I say "for the most" part, however, due to an instance last year where it had a semi-negative impact. The backstory is that myself and a few friends of mine set up our own charity called "Calcutta Connect", which we are all quite heavily involved in. I was doing an interview for a big bank and the subject arose. The conversation was initially about the work we do, the projects in which we are involved and our fundraising, but then questions arose regarding the required commitment to the charity and whether or not going to India could hinder my commitment to work at home (for example, could it lead to me looking for more than my allocated days leave). This was obviously a very specific case, and not one that most volunteers would encounter, and even in this case I believe it played a more positove than negative part (I got offered the job!).


Personal Life:


1) What part of the country did you live in?
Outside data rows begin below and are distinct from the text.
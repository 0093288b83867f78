use clap::Parser;
use postrun::{
    cli::{ConditionArgs, Verbosity},
    persistance::{p_value_table, success_rate_table, Outputs},
    success::analyze,
};

/// Tallies how many runs of each condition found the optimum.
#[derive(Debug, Parser)]
#[command(name = "success-rates", version)]
struct Args {
    #[command(flatten)]
    conditions: ConditionArgs,
    #[command(flatten)]
    verbosity: Verbosity,
}

fn main() -> eyre::Result<()> {
    color_eyre::install()?;
    let args = Args::parse();
    let conditions = args.conditions.resolve::<Args>();
    let reporter = args.verbosity.init()?;

    let report = analyze(&conditions, &reporter)?;

    let mut outputs = Outputs::new();
    outputs.add("successRates.txt", success_rate_table(&report.outcomes)?);
    if let Some(p_values) = &report.p_values {
        outputs.add("successPVals.txt", p_value_table(&report.labels(), p_values)?);
    }
    outputs.write(&args.conditions.out_dir)
}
In Kolkata, very eastern India in a state called West Bengal, near the Bangladeshi border.


2) How would you describe the weather in comparison to Ireland?
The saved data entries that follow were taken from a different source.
use clap::Parser;
use postrun::{
    cli::{ConditionArgs, Verbosity},
    convergence::analyze,
    graphs::convergence_graph,
    persistance::{convergence_averages_table, p_value_table, Outputs},
};

/// Compares how many evaluations each condition needs to find the optimum.
#[derive(Debug, Parser)]
#[command(name = "convergence", version)]
struct Args {
    #[command(flatten)]
    conditions: ConditionArgs,
    #[command(flatten)]
    verbosity: Verbosity,
}

fn main() -> eyre::Result<()> {
    color_eyre::install()?;
    let args = Args::parse();
    let conditions = args.conditions.resolve::<Args>();
    let reporter = args.verbosity.init()?;

    let report = analyze(&conditions, &reporter)?;
    let labels = report.labels();

    let mut outputs = Outputs::new();
    outputs.add_graph("convergence.png", || {
        convergence_graph(&labels, &report.summaries)
    })?;
    outputs.add(
        "convergencePVals.txt",
        p_value_table(&labels, &report.p_values)?,
    );
    outputs.add(
        "convergenceAverages.txt",
        convergence_averages_table(&labels, &report.summaries)?,
    );
    outputs.write(&args.conditions.out_dir)
}
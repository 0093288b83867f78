use clap::Parser;
use postrun::{
    cli::{ConditionArgs, Verbosity},
    fitness::fitness_curves,
    graphs::fitness_graph,
    persistance::Outputs,
};

/// Plots mean best fitness against evaluations for every condition.
#[derive(Debug, Parser)]
#[command(name = "fitness-curve", version)]
struct Args {
    #[command(flatten)]
    conditions: ConditionArgs,
    /// Ignore evaluations past this count
    cutoff: Option<u64>,
    #[command(flatten)]
    verbosity: Verbosity,
}

fn main() -> eyre::Result<()> {
    color_eyre::install()?;
    let args = Args::parse();
    let conditions = args.conditions.resolve::<Args>();
    let reporter = args.verbosity.init()?;

    let curves = fitness_curves(&conditions, args.cutoff, &reporter)?;

    let mut outputs = Outputs::new();
    outputs.add_graph("fitness.png", || fitness_graph(&curves))?;
    outputs.write(&args.conditions.out_dir)
}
It depends on the time of year: you can nearly always guarantee it will be hot or at least hotter than Ireland, however if you go during (our) summer it’s their monsoon season so you’d want to prepare for torrential rain. I went through three umbrellas last summer and waded to work.
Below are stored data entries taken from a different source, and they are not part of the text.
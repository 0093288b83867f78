use decorum::N64;
use once_cell::sync::Lazy;

use crate::{parse::Run, Error, Result};

const GRID_POINTS: usize = 30;
const MIN_EXPONENT: f64 = 3.0;
const MAX_EXPONENT: f64 = 7.0;
const STEP: u64 = 1000;
const MIN_EVALUATIONS: u64 = 1000;
const MAX_EVALUATIONS: u64 = 10_000_000;

pub static EVALUATION_GRID: Lazy<EvaluationGrid> = Lazy::new(EvaluationGrid::standard);

/// Evaluation counts every run is sampled at before runs are compared.
#[derive(Debug, Clone, PartialEq, Eq)]
pub struct EvaluationGrid {
    points: Vec<u64>,
}

impl EvaluationGrid {
    /// Log-spaced points between 10^3 and 10^7, snapped to the nearest multiple
    /// of 1000 that a run could have logged at.
    pub fn standard() -> Self {
        let mut points: Vec<u64> = (0..GRID_POINTS)
            .map(|i| {
                let exponent = MIN_EXPONENT
                    + (MAX_EXPONENT - MIN_EXPONENT) * i as f64 / (GRID_POINTS - 1) as f64;
                snap(10f64.powf(exponent))
            })
            .collect();
        // the low end snaps onto the same step more than once
        points.dedup();
        Self { points }
    }

    pub fn points(&self) -> &[u64] {
        &self.points
    }

    pub fn up_to(&self, cutoff: Option<u64>) -> &[u64] {
        match cutoff {
            Some(cutoff) => &self.points[..self.points.partition_point(|&p| p <= cutoff)],
            None => &self.points,
        }
    }

    /// Best fitness of `run` at every grid point up to `cutoff`, without
    /// judging gaps. A point is covered by the last sample at or before it, as
    /// long as the run was still logging there or had already found the
    /// optimum.
    pub fn sample(&self, run: &Run, cutoff: Option<u64>) -> Vec<Option<N64>> {
        let last = run.last_evaluations();
        let converged = run.convergence_evaluations().is_some();

        self.up_to(cutoff)
            .iter()
            .map(|&point| {
                if !converged && last.map_or(true, |last| point > last) {
                    return None;
                }
                run.samples
                    .iter()
                    .filter(|sample| sample.evaluations <= point)
                    .last()
                    .map(|sample| sample.population.best_fitness())
            })
            .collect()
    }

    /// Like [`EvaluationGrid::sample`], but every point must be covered.
    pub fn resample(&self, run: &Run, cutoff: Option<u64>) -> Result<Vec<N64>> {
        self.sample(run, cutoff)
            .into_iter()
            .zip(self.up_to(cutoff))
            .map(|(fitness, &evaluations)| {
                fitness.ok_or_else(|| Error::MissingGridPoint {
                    path: run.path.clone(),
                    evaluations,
                })
            })
            .collect()
    }
}

/// Nearest step multiple within the logged range, ties going down.
fn snap(evaluations: f64) -> u64 {
    let lower = (evaluations / STEP as f64).floor() * STEP as f64;
    let upper = lower + STEP as f64;
    let snapped = if evaluations - lower <= upper - evaluations {
        lower
    } else {
        upper
    };
    (snapped as u64).clamp(MIN_EVALUATIONS, MAX_EVALUATIONS)
}

#[cfg(test)]
mod tests {
    use std::path::Path;

    use super::*;

    fn run(text: &str) -> Run {
        Run::parse(Path::new("fitness1"), text.as_bytes()).unwrap()
    }

    #[test]
    fn standard_grid_points() {
        assert_eq!(
            EVALUATION_GRID.points(),
            [
                1000, 2000, 3000, 4000, 5000, 7000, 9000, 13000, 17000, 24000, 33000, 45000,
                62000, 85000, 117000, 161000, 221000, 304000, 418000, 574000, 788000, 1083000,
                1487000, 2043000, 2807000, 3857000, 5298000, 7279000, 10000000,
            ]
        );
    }

    #[test]
    fn grid_is_strictly_increasing_and_canonical() {
        let points = EVALUATION_GRID.points();
        assert!(points.windows(2).all(|pair| pair[0] < pair[1]));
        assert!(points
            .iter()
            .all(|&p| p % 1000 == 0 && (1000..=10_000_000).contains(&p)));
    }

    #[test]
    fn cutoff_truncates_the_grid() {
        assert_eq!(EVALUATION_GRID.up_to(Some(5000)), [1000, 2000, 3000, 4000, 5000]);
        assert_eq!(EVALUATION_GRID.up_to(Some(999)), [] as [u64; 0]);
        assert_eq!(EVALUATION_GRID.up_to(None).len(), 29);
    }

    #[test]
    fn converged_runs_are_forward_filled() {
        let run = run("0\t1000\t0.25\t0.1\n0\t2000\t0.5\t0.1\n0\t3000\t0.75\t0.1\n0\t3500\t1.0\t0.2\n");
        let fitness: Vec<f64> = EVALUATION_GRID
            .resample(&run, None)
            .unwrap()
            .into_iter()
            .map(f64::from)
            .collect();
        assert_eq!(&fitness[..3], [0.25, 0.5, 0.75]);
        assert!(fitness[3..].iter().all(|&f| f == 1.0));
    }

    #[test]
    fn convergence_on_a_grid_point_fills_that_point() {
        let run = run("0\t1000\t0.25\t0.1\n0\t2000\t0.5\t0.1\n0\t4000\t1.0\t0.2\n");
        let fitness: Vec<f64> = EVALUATION_GRID
            .resample(&run, None)
            .unwrap()
            .into_iter()
            .map(f64::from)
            .collect();
        assert_eq!(&fitness[..3], [0.25, 0.5, 0.5]);
        assert_eq!(fitness[3], 1.0);
        assert!(fitness[3..].iter().all(|&f| f == 1.0));
    }

    #[test]
    fn samples_carry_forward_between_grid_points() {
        let run = run("0\t1000\t0.25\t0.1\n0\t4500\t0.5\t0.1\n0\t6000\t0.625\t0.1\n");
        let fitness: Vec<f64> = EVALUATION_GRID
            .resample(&run, Some(5000))
            .unwrap()
            .into_iter()
            .map(f64::from)
            .collect();
        assert_eq!(fitness, [0.25, 0.25, 0.25, 0.25, 0.5]);
    }

    #[test]
    fn uncovered_points_are_reported() {
        let early_stop = run("0\t1000\t0.25\t0.1\n0\t2000\t0.5\t0.1\n");
        let sampled = EVALUATION_GRID.sample(&early_stop, Some(3000));
        assert_eq!(sampled[2], None);
        match EVALUATION_GRID.resample(&early_stop, Some(3000)).unwrap_err() {
            Error::MissingGridPoint { path, evaluations } => {
                assert_eq!(path, Path::new("fitness1"));
                assert_eq!(evaluations, 3000);
            }
            other => panic!("unexpected error: {other}"),
        }

        let late_start = run("0\t2000\t0.5\t0.1\n0\t3000\t0.5\t0.1\n");
        assert!(matches!(
            EVALUATION_GRID.resample(&late_start, Some(3000)),
            Err(Error::MissingGridPoint {
                evaluations: 1000,
                ..
            })
        ));
    }
}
3) Would you recommend going over with friends or by yourself?


For the first time I’d definitely recommend going with friends. It can be so much to take in that it definitely helps to have someone you can talk to about your experiences and how you’re feeling. Saying that however if this isn’t an option there are always plenty of volunteers in the city so you will meet people doing the same work and experiencing the same things.


4) What did you make of India’s culture when you first arrived?


Busy, loud, intense and don’t expect a lot of privacy! The people are so friendly, helpful and appreciative.


5) Did you have a good social life while there?


Yeah there’s always a great buzz about the city. Saying that I’ve yet to go alone. There’s plenty of nice places you can go for a decent meal, there’s bars you can grab a quiet drink in and even the odd club. During the day you can go down to the Maidan, watch (or join) the locals playing cricket or footbal, visit the Queen Victoria Memorial or even go to the cinema (which is an experience in itself).


6) What are the most popular past-times in India?


Without a doubt: Cricket, Cultural-dance and cinema.


7) In comparison with Ireland, is it expensive to live in India? What did you find was the most expensive aspect of living there?


Not at all. Kolkata, especially, is extremly cheap. You can live as cheap as you want. For example you can go and have a decent full dinner in a nice restaurant for about 120 rupees (2 euro) or you could go to a 5-star hotel and spend 1000 - 1300 rupees (15- 20 euro). The most expensive thing I’d eat everyday is my Malarone (malaria) tablet - about € 4.50 each. Accomodation is probably the most expensive  aspect of living there. Saying that it’s about 300 Rupees a night so you’re looking at under €5, and you can live cheaper - that’s for a hostel smack bang in the middle of Kolkata.


8) What are the worst things about living in India?


It’s pretty much always loud so the city can keep you up and wake you up. The toilets can be pretty poor or in a lot of cases non-existant - this doesn’t aways bode well with "Dehli Belly".


9) What are the 3 best things about living in India?


The people, the culture/experiences and the food.


10) Why did you return to Ireland?


The time I can spend in India has always been determined by how long I can financially support myself there and the time I could get off from work or college. All work we (Calcutta Connect) do in India is strictly volunteer work, funded by the money we earn from in Ireland.





And finally, the big one…


How would you rate your experience overall (both professionally and personally) in India?


10/10 - Great experience every time, without a doubt: I might not realise it while I’m there but it's only when you get home to Ireland and get back to reality (as we know it) that everything you do and see in India hits home.